Still, in the modern era there is not a U.S. player who won twice and did not compete in that year's Ryder Cup. You'd probably have to go back to Jack Nicklaus, who despite winning majors in 1963, 1965 and 1967 did not play in the Ryder Cup due to PGA of America rules at the time. (He didn't have five years as a PGA pro.)

"It's a tough one," said Tiger Woods, who was a captain's pick for the Ryder Cup two years ago as well as for last year's Presidents Cup. "It's tough for Davis and it's tough for Hunter. Anytime you're in that one spot out of the guaranteed spots, it's a tough one. And unfortunately it just didn't go Hunter's way. I know that he's pretty down about it, but he's got two big events to play in, and I'm sure he's got some overseas stuff to play in the rest of the year.

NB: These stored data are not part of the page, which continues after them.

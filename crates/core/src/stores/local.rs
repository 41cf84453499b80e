//! Local persistent vector store.
//!
//! Records live in memory behind a `tokio::sync::RwLock` and, when a path
//! is configured, are written to a JSON snapshot on every mutation (temp
//! file + rename). A mutation becomes visible only after its snapshot is
//! written. Search is an exhaustive cosine scan.

use super::VectorBackend;
use crate::error::StoreError;
use crate::models::{SearchHit, StoreStats, VectorRecord};
use async_trait::async_trait;
use serde::{Deserialize, Serialize};
use std::collections::{BTreeMap, HashSet};
use std::path::{Path, PathBuf};
use tokio::sync::RwLock;
use tracing::info;

const BACKEND: &str = "local";

#[derive(Debug, Clone, Default, Serialize, Deserialize)]
struct Snapshot {
    dimension: Option<usize>,
    records: BTreeMap<String, VectorRecord>,
}

pub struct LocalStore {
    path: Option<PathBuf>,
    state: RwLock<Snapshot>,
}

impl LocalStore {
    pub fn in_memory() -> Self {
        Self {
            path: None,
            state: RwLock::new(Snapshot::default()),
        }
    }

    /// Opens the snapshot at `path`, starting empty if the file does not exist.
    pub async fn open(path: impl Into<PathBuf>) -> Result<Self, StoreError> {
        let path = path.into();
        let snapshot = match tokio::fs::read(&path).await {
            Ok(bytes) => serde_json::from_slice::<Snapshot>(&bytes)?,
            Err(error) if error.kind() == std::io::ErrorKind::NotFound => Snapshot::default(),
            Err(error) => return Err(error.into()),
        };

        info!(
            path = %path.display(),
            records = snapshot.records.len(),
            "local vector store opened"
        );

        Ok(Self {
            path: Some(path),
            state: RwLock::new(snapshot),
        })
    }

    pub fn path(&self) -> Option<&Path> {
        self.path.as_deref()
    }

    async fn persist(&self, snapshot: &Snapshot) -> Result<(), StoreError> {
        let Some(path) = &self.path else {
            return Ok(());
        };

        if let Some(parent) = path.parent().filter(|parent| !parent.as_os_str().is_empty()) {
            tokio::fs::create_dir_all(parent).await?;
        }

        let bytes = serde_json::to_vec(snapshot)?;
        let mut temp = path.clone().into_os_string();
        temp.push(".tmp");
        let temp = PathBuf::from(temp);
        tokio::fs::write(&temp, bytes).await?;
        tokio::fs::rename(&temp, path).await?;
        Ok(())
    }
}

#[async_trait]
impl VectorBackend for LocalStore {
    fn name(&self) -> &str {
        BACKEND
    }

    async fn upsert(&self, records: &[VectorRecord]) -> Result<(), StoreError> {
        if records.is_empty() {
            return Ok(());
        }

        let mut state = self.state.write().await;
        let dimension = state.dimension.unwrap_or(records[0].vector.len());
        if dimension == 0 {
            return Err(StoreError::InvalidRecord("empty vector".to_string()));
        }
        if let Some(record) = records.iter().find(|record| record.vector.len() != dimension) {
            return Err(StoreError::InvalidRecord(format!(
                "record {} has dimension {}, collection uses {}",
                record.record_id,
                record.vector.len(),
                dimension
            )));
        }

        let mut next = state.clone();
        next.dimension = Some(dimension);
        for record in records {
            next.records.insert(record.record_id.clone(), record.clone());
        }

        self.persist(&next).await?;
        *state = next;
        Ok(())
    }

    async fn query(
        &self,
        vector: &[f32],
        document_ids: Option<&[String]>,
        limit: usize,
    ) -> Result<Vec<SearchHit>, StoreError> {
        let state = self.state.read().await;
        if let Some(dimension) = state.dimension {
            if vector.len() != dimension {
                return Err(StoreError::InvalidRecord(format!(
                    "query dimension {} does not match collection dimension {}",
                    vector.len(),
                    dimension
                )));
            }
        }

        let allowed: Option<HashSet<&str>> =
            document_ids.map(|ids| ids.iter().map(String::as_str).collect());

        let mut hits: Vec<SearchHit> = state
            .records
            .values()
            .filter(|record| {
                allowed
                    .as_ref()
                    .map_or(true, |ids| ids.contains(record.document_id.as_str()))
            })
            .map(|record| SearchHit {
                record_id: record.record_id.clone(),
                document_id: record.document_id.clone(),
                text: record.text.clone(),
                score: f64::from(cosine_similarity(vector, &record.vector)),
                metadata: record.metadata.clone(),
                page_number: record.page_number,
            })
            .collect();

        hits.sort_by(|left, right| right.score.total_cmp(&left.score));
        hits.truncate(limit);
        Ok(hits)
    }

    async fn delete_document(&self, document_id: &str) -> Result<(), StoreError> {
        let mut state = self.state.write().await;
        if !state
            .records
            .values()
            .any(|record| record.document_id == document_id)
        {
            return Ok(());
        }

        let mut next = state.clone();
        next.records
            .retain(|_, record| record.document_id != document_id);
        if next.records.is_empty() {
            next.dimension = None;
        }

        self.persist(&next).await?;
        *state = next;
        Ok(())
    }

    async fn stats(&self) -> Result<StoreStats, StoreError> {
        let state = self.state.read().await;
        Ok(StoreStats {
            backend: BACKEND.to_string(),
            record_count: state.records.len() as u64,
            dimension: state.dimension,
        })
    }
}

/// Cosine similarity in `[-1, 1]`; `0.0` for empty or mismatched vectors.
pub fn cosine_similarity(a: &[f32], b: &[f32]) -> f32 {
    if a.len() != b.len() || a.is_empty() {
        return 0.0;
    }

    let mut dot = 0.0f32;
    let mut norm_a = 0.0f32;
    let mut norm_b = 0.0f32;
    for (x, y) in a.iter().zip(b) {
        dot += x * y;
        norm_a += x * x;
        norm_b += y * y;
    }

    let denom = norm_a.sqrt() * norm_b.sqrt();
    if denom < f32::EPSILON {
        return 0.0;
    }
    dot / denom
}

He'll turn around and he'll just start playing well."

Mahan said there is a part of him that really wanted to play in the Ryder Cup because of what happened in Wales.

"I felt like I wanted to redeem myself somewhat because you feel somewhat responsible," he said. "It hurt at the moment. It was one of those things where it's an emotional week. It's probably the most emotional week you'll have as a player, just because of the energy the crowd brings, from a positive and negative perspective. It's one of those things that seems to last longer inside of you than just one tournament, because the week is so fun.

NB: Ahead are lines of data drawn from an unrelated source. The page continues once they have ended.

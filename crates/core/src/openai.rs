//! Minimal async client for OpenAI-compatible HTTP APIs.
//!
//! Shared by the embedding provider and the LLM reranker. Requests that
//! fail with HTTP 429, a 5xx status or a transport error are retried with
//! exponential backoff; any other failure is returned immediately.

use reqwest::header::{HeaderMap, HeaderValue, AUTHORIZATION, CONTENT_TYPE};
use reqwest::{Client, StatusCode};
use serde::de::DeserializeOwned;
use serde::Serialize;
use std::time::Duration;
use thiserror::Error;
use tracing::warn;

#[derive(Debug, Error)]
pub enum ProviderCallError {
    #[error("missing api key")]
    MissingApiKey,

    #[error("invalid api key header")]
    InvalidApiKey,

    #[error("http error: {0}")]
    Http(#[from] reqwest::Error),

    #[error("provider returned {status}: {body}")]
    Status { status: StatusCode, body: String },
}

#[derive(Clone)]
pub struct OpenAiClient {
    client: Client,
    base_url: String,
    max_retries: u32,
}

impl OpenAiClient {
    pub fn new(
        base_url: &str,
        api_key: &str,
        timeout: Duration,
        max_retries: u32,
    ) -> Result<Self, ProviderCallError> {
        if api_key.trim().is_empty() {
            return Err(ProviderCallError::MissingApiKey);
        }

        let mut headers = HeaderMap::new();
        let auth = format!("Bearer {}", api_key.trim());
        headers.insert(
            AUTHORIZATION,
            HeaderValue::from_str(&auth).map_err(|_| ProviderCallError::InvalidApiKey)?,
        );
        headers.insert(CONTENT_TYPE, HeaderValue::from_static("application/json"));

        let client = Client::builder()
            .timeout(timeout)
            .default_headers(headers)
            .build()?;

        Ok(Self {
            client,
            base_url: base_url.trim_end_matches('/').to_string(),
            max_retries,
        })
    }

    pub async fn post_json<B, R>(&self, path: &str, body: &B) -> Result<R, ProviderCallError>
    where
        B: Serialize + ?Sized + Sync,
        R: DeserializeOwned,
    {
        let url = format!("{}/{}", self.base_url, path.trim_start_matches('/'));
        let mut attempt = 0u32;

        loop {
            match self.client.post(&url).json(body).send().await {
                Ok(response) => {
                    let status = response.status();
                    if status.is_success() {
                        return Ok(response.json::<R>().await?);
                    }

                    let body = response
                        .text()
                        .await
                        .unwrap_or_else(|_| "<body unavailable>".to_string());
                    if should_retry(status) && attempt < self.max_retries {
                        attempt += 1;
                        warn!(%url, %status, attempt, "retrying provider request");
                        tokio::time::sleep(retry_backoff(attempt)).await;
                        continue;
                    }
                    return Err(ProviderCallError::Status { status, body });
                }
                Err(error) => {
                    if is_retryable(&error) && attempt < self.max_retries {
                        attempt += 1;
                        warn!(%url, %error, attempt, "retrying provider request");
                        tokio::time::sleep(retry_backoff(attempt)).await;
                        continue;
                    }
                    return Err(error.into());
                }
            }
        }
    }
}

fn should_retry(status: StatusCode) -> bool {
    status == StatusCode::TOO_MANY_REQUESTS || status.is_server_error()
}

fn is_retryable(error: &reqwest::Error) -> bool {
    error.is_timeout() || error.is_connect() || error.is_request()
}

fn retry_backoff(attempt: u32) -> Duration {
    Duration::from_millis(500 * (1 << attempt.min(5)))
}

#[cfg(test)]
mod tests {
    use super::*;

    #[test]
    fn only_throttling_and_server_errors_are_retried() {
        assert!(should_retry(StatusCode::TOO_MANY_REQUESTS));
        assert!(should_retry(StatusCode::BAD_GATEWAY));
        assert!(!should_retry(StatusCode::UNAUTHORIZED));
        assert!(!should_retry(StatusCode::BAD_REQUEST));
    }

    #[test]
    fn backoff_is_capped() {
        assert_eq!(retry_backoff(1), Duration::from_millis(1_000));
        assert_eq!(retry_backoff(5), retry_backoff(9));
    }

    #[test]
    fn empty_api_key_is_rejected() {
        let result = OpenAiClient::new("http://localhost", "  ", Duration::from_secs(1), 0);
        assert!(matches!(result, Err(ProviderCallError::MissingApiKey)));
    }
}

"It's so emotional because you're just having such a great time all week, and then there's an outcome, and that's an emotional thing whether you win or lose.

"All the rookies and stuff are going to get there to Chicago and it's going to be really exciting for them because there's nothing like it. There's really no tournament like it. There's nothing I've ever seen like it because it's such a cool experience, unlike anything in golf. It's so much fun.

"It just sucks to miss out on all the fun."

Mahan, with a 3-2-3 mark in his two Ryder Cup appearances, would have been the only player on the American side with a winning record.

Scheduling woes

For the fifth time in the FedEx Cup's six years of existence, the BMW Championship follows the Deutsche Bank's Monday finish. What's good for the Deutsche Bank tournament -- which has a Labor Day ending written into its contract -- is not so good for the third playoff event.

Tournament officials have publicly taken the high road, but it is clearly a poor situation for them. By this point of the season, with the top players in the FedEx Cup having competed at big tournaments in at least four of the last five weeks and in some cases six of the last eight, it's a tough turnaround.

Sure, it's "only" golf, but it can be a bit of a grind, especially when this is a short week at a venue most players have never seen. For those not in Wednesday's pro-am, they had to get here Tuesday after playing a tournament round Monday simply to get a look at the course.

Last year the PGA Tour set up the schedule so that the playoff off week would follow the Deutsche Bank Championship. That allowed for the Monday finish, a week off, then a two-week run with the BMW and Tour Championship.

But with the Ryder Cup following the Tour Championship, the schedule was set up to go back to the old way. Next year it is expected that the break will again follow the Deutsche Bank.